The case study presents 3 learnings to account for in the design and evaluation of multisectoral policies:

  1. Community buy-in was crucial to sustaining interest in the programme. Civil participation brings nuanced knowledge, social trust, and formal and informal regulation to health programmes. A key contributing factor is the creation of an enabling environment through community engagement, education, and mobilisation.

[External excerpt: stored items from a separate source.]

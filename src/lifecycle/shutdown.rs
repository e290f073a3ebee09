//! Shutdown coordination.

use tokio::sync::broadcast;

/// Coordinator for graceful shutdown.
///
/// Servers subscribe before they start and stop accepting connections once
/// [`Shutdown::trigger`] fires.
pub struct Shutdown {
    tx: broadcast::Sender<()>,
}

impl Shutdown {
    /// Create a new shutdown coordinator.
    pub fn new() -> Self {
        let (tx, _) = broadcast::channel(1);
        Self { tx }
    }

    /// Subscribe to the shutdown signal.
    pub fn subscribe(&self) -> broadcast::Receiver<()> {
        self.tx.subscribe()
    }

    /// Trigger the shutdown signal.
    pub fn trigger(&self) {
        let _ = self.tx.send(());
    }
}

impl Default for Shutdown {
    fn default() -> Self {
        Self::new()
    }
}
//! Built-in starter templates.
//!
//! Each template is a parameter bag for the generator. The catalog is built
//! once on first use and never mutated.

use once_cell::sync::Lazy;
use serde_json::json;
use thiserror::Error;

use crate::configurator::generator::{generate_from_json, GenerateError};

/// A named starter parameter bag.
#[derive(Debug, Clone)]
pub struct Template {
    pub key: &'static str,
    pub name: &'static str,
    pub description: &'static str,
    pub config: serde_json::Value,
}

#[derive(Debug, Error)]
pub enum TemplateError {
    #[error("Template \"{0}\" not found")]
    NotFound(String),

    #[error(transparent)]
    Generate(#[from] GenerateError),
}

static CATALOG: Lazy<Vec<Template>> = Lazy::new(|| {
    vec![
        Template {
            key: "basic",
            name: "Basic Configuration",
            description: "Simple single-endpoint configuration",
            config: json!({
                "version": "1.0",
                "port": 8888,
                "endpoints": [
                    {"name": "default", "url": "http://localhost:8000/v1/chat/completions"}
                ]
            }),
        },
        Template {
            key: "cached",
            name: "Cached Configuration",
            description: "Configuration with semantic caching enabled",
            config: json!({
                "version": "1.0",
                "port": 8888,
                "endpoints": [
                    {"name": "default", "url": "http://localhost:8000/v1/chat/completions"}
                ],
                "plugins": [
                    {
                        "type": "semantic-cache",
                        "configuration": {
                            "enabled": true,
                            "similarity_threshold": 0.92,
                            "ttl_seconds": 3600
                        }
                    }
                ]
            }),
        },
        Template {
            key: "secure",
            name: "Secure Configuration",
            description: "Configuration with security plugins enabled",
            config: json!({
                "version": "1.0",
                "port": 8888,
                "endpoints": [
                    {"name": "default", "url": "http://localhost:8000/v1/chat/completions"}
                ],
                "plugins": [
                    {"type": "jailbreak", "configuration": {"enabled": true, "threshold": 0.8}},
                    {"type": "pii", "configuration": {"enabled": true, "threshold": 0.7}}
                ]
            }),
        },
        Template {
            key: "multi-model",
            name: "Multi-Model Configuration",
            description: "Configuration with multiple model endpoints",
            config: json!({
                "version": "1.0",
                "port": 8888,
                "endpoints": [
                    {"name": "gpt4", "url": "http://localhost:8001/v1/chat/completions"},
                    {"name": "gpt3", "url": "http://localhost:8002/v1/chat/completions"}
                ],
                "plugins": [
                    {
                        "type": "semantic-cache",
                        "configuration": {"enabled": true, "similarity_threshold": 0.92}
                    }
                ]
            }),
        },
    ]
});

/// All templates in catalog order.
pub fn all() -> &'static [Template] {
    &CATALOG
}

/// Look up a template by key.
pub fn get(key: &str) -> Option<&'static Template> {
    CATALOG.iter().find(|t| t.key == key)
}

/// The catalog as a JSON object keyed by template key, in catalog order.
pub fn catalog_json() -> serde_json::Value {
    let map: serde_json::Map<String, serde_json::Value> = CATALOG
        .iter()
        .map(|t| {
            let entry = json!({
                "name": t.name,
                "description": t.description,
                "config": t.config,
            });
            (t.key.to_string(), entry)
        })
        .collect();
    serde_json::Value::Object(map)
}

/// Generate the YAML document for a template.
pub fn render(key: &str) -> Result<String, TemplateError> {
    let template = get(key).ok_or_else(|| TemplateError::NotFound(key.to_string()))?;
    Ok(generate_from_json(template.config.clone())?)
}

  2. The NGOs' clear delegation of management to the LGU for the success of the pilot served as a political incentive for elected leaders to galvanise parents, community networks, and schools and to negotiate multisectoral arrangements with the local offices of other government agencies in the education, health, and social welfare sectors. These arrangements were instrumental in overcoming siloed performance and the inclination towards sector-specific achievements.
  3. Strong leadership demonstrated by local leaders was complemented by their openness to feedback and support for evidence-based innovations to the model. LGUs were able to overcome the lack of formal horizontal accountability mechanisms in multisectoral interventions through monitoring and information systems that enforced each implementer's responsibility to the community and innovations for consolidated databases to identify implementation gaps. Moreover, low tolerance for corruption and noncompliance reinforced necessary social sanctions that led to the programme's sustainability, despite natural hazards, disasters, and other shocks (e.g., COVID-19).

In conclusion: "The roles played by communities in program advocacy, operations, and accountability emphasize the need for community-based interventions to promote local ownership and allow room for nuanced variations to bring about a sense of agency and empowerment....The experiences of [these] 2 successful large-scale implementation sites present a model for improving diet and health, empowering civil society, and holding groups with a variety of interests accountable for multisectoral action in decentralized governments. Local-initiated innovations to traditional social programs increase acceptability and appropriateness....Beyond the cost-effectiveness of constructing a large-scale central kitchen, the model institutionalized multisectoral coordination channels that may serve as a template for how other social services can be scaled and implemented in devolved settings."